Cauldrons were boiling night and day in the House of Life, the embalming chamber: ointments and unguents were being cooked—balm, styrax, cinnamon, myrrh and cassia; piles of wood were heaped up—sandal, terebinth, cedar, currant wood, mastic and the fragrant wood of the shuu tree; heaps of incense from Punt in lumps as big as a fist lay about. Clouds of dust rose over the copper mortars in which powders were made. Anyone unaccustomed to these pungent smells would have fainted coming into the chamber.
For thirty days and thirty nights they were cleaning, soaking, drying, salting, embalming, smoking and pickling the body.
The king watched everything. He saw the entrails being taken out through a slanting slit in the stomach, and the lapis lazuli sun beetle, Kheper, being put in the place of the heart. He heard the cracking of the bones when the nose was broken and the brain scooped out with a long flint knife.
Eyes of glass were set into the empty sockets. The hair of the wig, eyebrows and eyelashes was smoothed carefully. The nails, finger and toe, were gilded. A narrow plaited Osiris's beard in a wooden box was tied to the chin, for, in the resurrection of the dead, woman becomes man, the god Osiris. The bandage of the god Ra was put round the forehead, of the god Horus round the neck, of the god Tot on the ears, of the goddess Hathor on the mouth. And the mummy spun round and round like a spindle in the clever hands that bound it in endless bandages like a chrysalis in a cocoon.
A wooden, crescent-shaped support for the head was prepared and a prayer to the Sun—not the new god, Aton, but to the ancient god Ra—was written on a new sheet of papyrus: "Give warmth under his head. Do not forget his name. Come to the Osiris Makitaton. His name is the Radiant, the Ever-Living, the Ancient of Days. He is Thee."

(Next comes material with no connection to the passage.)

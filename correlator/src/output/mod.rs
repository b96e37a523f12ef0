pub mod model;
pub mod writer;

Thus a new great and terrible god Makitaton grew out of little Maki.
Ancient wisdom went hand in hand with ancient crudeness and childishness: the hieroglyphic of the serpent in the tomb inscription was cut into two, so that the snake should not sting the dead, and fledgelings on the paintings had their feet cut so that they should not run away. A silver boat was placed in the tomb for the dead to sail the Sunset Sea, also a mirror, rouge, powder, a book of fairy tales and draughts: the dead could play a game with her soul; toys were also put in, among them Ankhi's broken doll, carefully pieced together.

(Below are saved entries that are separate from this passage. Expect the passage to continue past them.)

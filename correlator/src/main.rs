use anyhow::Context;
use clap::Parser;
use clap_verbosity_flag::{InfoLevel, Verbosity};
use generator::profile::{write_survey, GeneratorConfig};
use geosweep::prelude::SearchStrategy;
use geosweep::processing::CorrelationOutcome;
use geosweep::RunSummary;
use output::writer::{persist, point_listing, preview};
use std::path::PathBuf;
use workflow::config::WorkflowConfig;
use workflow::runner::Runner;

mod generator;
mod output;
mod workflow;

#[derive(Parser)]
#[command(author, version, about = "Correlate GPS fixes with spectral sweeps")]
struct Args {
    /// GPS log with `GPS,...` lines
    #[arg(long)]
    gps_log: Option<PathBuf>,
    /// Sweep log with `time:freq_min:freq_max:powers` lines
    #[arg(long)]
    data: Option<PathBuf>,
    /// Lowest accepted band edge (MHz)
    #[arg(long)]
    min_freq: Option<i64>,
    /// Highest accepted band edge (MHz)
    #[arg(long)]
    max_freq: Option<i64>,
    /// Power samples must be strictly above this (dB)
    #[arg(long, allow_hyphen_values = true)]
    min_power: Option<f64>,
    /// Load a workflow config from YAML instead of the flags above
    #[arg(long)]
    workflow: Option<PathBuf>,
    /// Nearest-fix search: linear or binary
    #[arg(long, value_parser = parse_search)]
    search: Option<SearchStrategy>,
    /// Match sweeps on all cores
    #[arg(long, default_value_t = false)]
    parallel: bool,
    /// Write the encoded result set to a `_filtered.data` file
    #[arg(long, default_value_t = false)]
    save_data: bool,
    /// Write the observations as JSON
    #[arg(long, default_value_t = false)]
    save_json: bool,
    /// Print every matched point
    #[arg(long, default_value_t = false)]
    list: bool,
    #[arg(long)]
    output_dir: Option<PathBuf>,
    /// Encoded lines to preview after the run
    #[arg(long)]
    preview: Option<usize>,
    /// Write a synthetic survey.log / survey.data pair into DIR and exit
    #[arg(long, value_name = "DIR")]
    synthesize: Option<PathBuf>,
    #[command(flatten)]
    verbose: Verbosity<InfoLevel>,
}

fn parse_search(value: &str) -> Result<SearchStrategy, String> {
    match value.to_ascii_lowercase().as_str() {
        "linear" => Ok(SearchStrategy::Linear),
        "binary" => Ok(SearchStrategy::Binary),
        other => Err(format!("unknown search strategy `{}`", other)),
    }
}

/// Level forced by `-v`/`-q`; `None` leaves `RUST_LOG` in charge.
fn level_override(verbose: &Verbosity<InfoLevel>) -> Option<log::LevelFilter> {
    let level = verbose.log_level_filter();
    (level != log::LevelFilter::Info).then_some(level)
}

fn init_logging(verbose: &Verbosity<InfoLevel>) {
    let mut builder =
        env_logger::Builder::from_env(env_logger::Env::default().default_filter_or("info"));
    if let Some(level) = level_override(verbose) {
        builder.filter_level(level);
    }
    builder.init();
}

fn summary_line(summary: &RunSummary) -> String {
    format!(
        "Read {} GPS fixes ({} GPS lines skipped), {} measurement lines ({} pre-roll, {} malformed).",
        summary.fixes_read,
        summary.position_lines_skipped,
        summary.measurement_lines,
        summary.pre_roll_discarded,
        summary.malformed_lines
    )
}

fn build_config(args: &Args) -> anyhow::Result<WorkflowConfig> {
    let mut config = if let Some(path) = &args.workflow {
        WorkflowConfig::load(path)?
    } else {
        WorkflowConfig::from_args(
            args.gps_log.clone().context("--gps-log is required")?,
            args.data.clone().context("--data is required")?,
            args.min_freq.context("--min-freq is required")?,
            args.max_freq.context("--max-freq is required")?,
            args.min_power.context("--min-power is required")?,
        )?
    };

    if let Some(search) = args.search {
        config.engine.search = search;
    }
    if let Some(dir) = &args.output_dir {
        config.output_dir = dir.clone();
    }
    if let Some(lines) = args.preview {
        config.preview_lines = lines;
    }
    config.engine.parallel |= args.parallel;
    config.save_data |= args.save_data;
    config.save_json |= args.save_json;
    config.list_points |= args.list;
    Ok(config)
}

fn main() -> anyhow::Result<()> {
    let args = Args::parse();
    init_logging(&args.verbose);

    if let Some(dir) = &args.synthesize {
        let files = write_survey(dir, &GeneratorConfig::default())?;
        println!(
            "Synthetic survey written: {} and {}",
            files.gps_log.display(),
            files.data_log.display()
        );
        return Ok(());
    }

    let config = build_config(&args)?;
    let runner = Runner::new(config);
    let outcome = runner.execute()?;
    let config = runner.config();

    let summary = outcome.summary();
    println!("{}", summary_line(summary));

    match &outcome {
        CorrelationOutcome::Empty(_) => {
            println!("No points matched the filter; try different filter parameters.");
        }
        CorrelationOutcome::Matched(report) => {
            println!("Found {} points matching the filter.", summary.matches);
            if config.list_points {
                point_listing(&report.observations)
                    .iter()
                    .for_each(|line| println!("{}", line));
            }
            println!("Filtered data (first {} lines):", config.preview_lines);
            preview(&report.encoded, config.preview_lines)
                .iter()
                .for_each(|line| println!("{}", line));

            for path in persist(report, config)? {
                println!("Saved {}", path.display());
            }
        }
    }

    Ok(())
}

#[cfg(test)]
mod tests {
    use super::*;

    #[test]
    fn flags_build_a_config() {
        let args = Args::parse_from([
            "correlator",
            "--gps-log",
            "a.log",
            "--data",
            "b.data",
            "--min-freq",
            "430",
            "--max-freq",
            "440",
            "--min-power",
            "-62.5",
            "--search",
            "binary",
            "--parallel",
            "--save-data",
        ]);
        let config = build_config(&args).unwrap();
        assert_eq!(config.filter.min_power_db, -62.5);
        assert_eq!(config.engine.search, SearchStrategy::Binary);
        assert!(config.engine.parallel);
        assert!(config.save_data);
        assert!(!config.save_json);
    }

    #[test]
    fn missing_filter_flags_are_reported() {
        let args = Args::parse_from(["correlator", "--gps-log", "a.log", "--data", "b.data"]);
        let err = build_config(&args).unwrap_err();
        assert!(err.to_string().contains("--min-freq"));
    }

    #[test]
    fn verbosity_flags_override_the_environment() {
        let defaults = Args::parse_from(["correlator", "--synthesize", "out"]);
        assert_eq!(level_override(&defaults.verbose), None);

        let debug = Args::parse_from(["correlator", "-v", "--synthesize", "out"]);
        assert_eq!(level_override(&debug.verbose), Some(log::LevelFilter::Debug));

        let trace = Args::parse_from(["correlator", "-vv", "--synthesize", "out"]);
        assert_eq!(level_override(&trace.verbose), Some(log::LevelFilter::Trace));

        let warn = Args::parse_from(["correlator", "-q", "--synthesize", "out"]);
        assert_eq!(level_override(&warn.verbose), Some(log::LevelFilter::Warn));
    }

    #[test]
    fn summary_keeps_gps_and_measurement_skips_apart() {
        let summary = RunSummary {
            fixes_read: 103,
            position_lines_skipped: 17,
            measurement_lines: 203,
            pre_roll_discarded: 3,
            malformed_lines: 4,
            ..Default::default()
        };
        assert_eq!(
            summary_line(&summary),
            "Read 103 GPS fixes (17 GPS lines skipped), 203 measurement lines (3 pre-roll, 4 malformed)."
        );
    }

    #[test]
    fn unknown_search_is_rejected() {
        assert!(parse_search("quadtree").is_err());
        assert_eq!(parse_search("Linear").unwrap(), SearchStrategy::Linear);
    }
}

A tomb effigy was made for the mummy: the bird Ba with a human face and hands, the soul of the dead girl, placing its hands upon her heart and looking lovingly upon her face was saying:
"The heart of my birth, my mother's heart, my earthly heart, do not forsake me. Thou art in me; thou art my Ka, my Double within my body; thou art Khnum, the Potter who hath made my limbs."
The Germinating Osiris was prepared, too: linen was stretched on a wooden frame, the likeness of Osiris's mummy was drawn upon it, a thin layer of black earth was placed over it and thickly sown with wheat. The frame was watered until the seeds germinated; then the crop was cut down smoothly like grass on the lawn. This green, spring-like resurrected body of Osiris was placed in the tomb by the side of the corpse. The living seemed to be teaching the dead: "Look, the seed has come to life—you do the same!"